"Places" was woodsy and folksy, Laufer adorning his beats with strummed and plucked guitar rather than the found sound and synth outfits on his previous work. As it turns out, second album Bad Vibes is completely of a piece with its first single. Laufer sticks resolutely to a simple instrumental setup—guitars (acoustic and electric), drums and his vocals—but the configurations he thinks up are vastly different, from softly clicking beats to loud, distorted shoegaze washes to jazz guitar noodling. The latter is always expressed in his trademark fractious manner, spidery riffs that branch out like cracks in stained glass.
The story arc on the ominously-titled Bad Vibes is cyclical, moving from peaceful to anxious back to peaceful again over the course of thirteen songs. The record's first few tracks run together like a suite, with "Anywhere But Here" continuing "Places" in a more downtrodden, jazzy manner. The album shifts gears with the deceptively jaunty "Just Us," which descends into the mock-paranoia of "Sink," where a guitar melody spirals and floats like a firefly painting a trial in pitch black night. From there, the titular vibes start to blot out the sky, and the album descends into a passage of downright frightening faux-shoegaze. Laufer's guitar and vocal moans are exploded, draping the musical background with their sustained and distorted fragments.

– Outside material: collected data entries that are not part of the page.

// Forward byte cursor over a bounded slice.
//
// The limit is the smaller of the slice length and the declared packed
// size; every read past it fails with `UnexpectedEof` instead of yielding
// zero bytes.

use crate::error::{DecodeError, Result};

#[derive(Debug, Clone)]
pub struct ByteCursor<'a> {
    data: &'a [u8],
    pos: usize,
}

impl<'a> ByteCursor<'a> {
    /// Cursor over all of `data`.
    pub fn new(data: &'a [u8]) -> Self {
        Self { data, pos: 0 }
    }

    /// Cursor over at most `limit` bytes of `data`.
    pub fn with_limit(data: &'a [u8], limit: usize) -> Self {
        Self {
            data: &data[..limit.min(data.len())],
            pos: 0,
        }
    }

    /// Bytes consumed so far.
    #[inline]
    pub fn position(&self) -> usize {
        self.pos
    }

    /// Bytes left before the limit.
    #[inline]
    pub fn remaining(&self) -> usize {
        self.data.len() - self.pos
    }

    /// Total readable length.
    #[inline]
    pub fn limit(&self) -> usize {
        self.data.len()
    }

    /// Consume `n` bytes, returning them as a slice.
    #[inline]
    pub fn take(&mut self, n: usize) -> Result<&'a [u8]> {
        if self.remaining() < n {
            return Err(DecodeError::UnexpectedEof {
                position: self.pos,
                needed: n - self.remaining(),
            });
        }
        let out = &self.data[self.pos..self.pos + n];
        self.pos += n;
        Ok(out)
    }

    /// Consume up to `n` bytes; shorter only when the limit is reached.
    pub fn take_up_to(&mut self, n: usize) -> &'a [u8] {
        let n = n.min(self.remaining());
        let out = &self.data[self.pos..self.pos + n];
        self.pos += n;
        out
    }

    #[inline]
    pub fn read_u8(&mut self) -> Result<u8> {
        Ok(self.take(1)?[0])
    }

    #[inline]
    pub fn read_u16_le(&mut self) -> Result<u16> {
        let b = self.take(2)?;
        Ok(u16::from_le_bytes([b[0], b[1]]))
    }

    #[inline]
    pub fn read_u32_le(&mut self) -> Result<u32> {
        let b = self.take(4)?;
        Ok(u32::from_le_bytes([b[0], b[1], b[2], b[3]]))
    }

    #[inline]
    pub fn read_u32_be(&mut self) -> Result<u32> {
        let b = self.take(4)?;
        Ok(u32::from_be_bytes([b[0], b[1], b[2], b[3]]))
    }

    /// Skip whatever is left before the limit. Returns the count skipped.
    pub fn skip_rest(&mut self) -> usize {
        let n = self.remaining();
        self.pos = self.data.len();
        n
    }
}
#![no_main]
use libfuzzer_sys::fuzz_target;
use retrolz::engine::{self, Codec, DecodeOptions};

fuzz_target!(|data: &[u8]| {
    // First two bytes pick the declared size; the rest is the packed stream.
    if data.len() < 2 {
        return;
    }
    let size = usize::from(u16::from_le_bytes([data[0], data[1]]));
    let packed = &data[2..];

    for codec in Codec::ALL {
        let opts = DecodeOptions::default()
            .with_expected_size(size)
            .keep_partial(true);
        // Errors are fine; panics and output past the declared size are not.
        if let Ok(out) = engine::decode(codec, packed, &opts) {
            assert!(out.data.len() <= size);
        }

        let bounded = opts.clone().with_packed_size(packed.len() / 2);
        let _ = engine::decode(codec, packed, &bounded);
    }
});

For all of its improvements, Bad Vibes isn't some magical makeover, it's just tighter and more focused. It sounds like a bedroom album, the kind of thing someone makes alone after periods of intense concentration and solitude. With the album's preference for guitars and gently nostalgic melodies, comparisons to IDM stalwarts like Boards of Canada are almost guaranteed, but it has more in common with the populist hip-hop/bass pastiche of fellow labelmates like Salva and Ernest Gonzales. It's another triumph for Friends of Friends, and it's a breakthrough for a young producer finally emerging with an individual and inventive style previously only hinted at.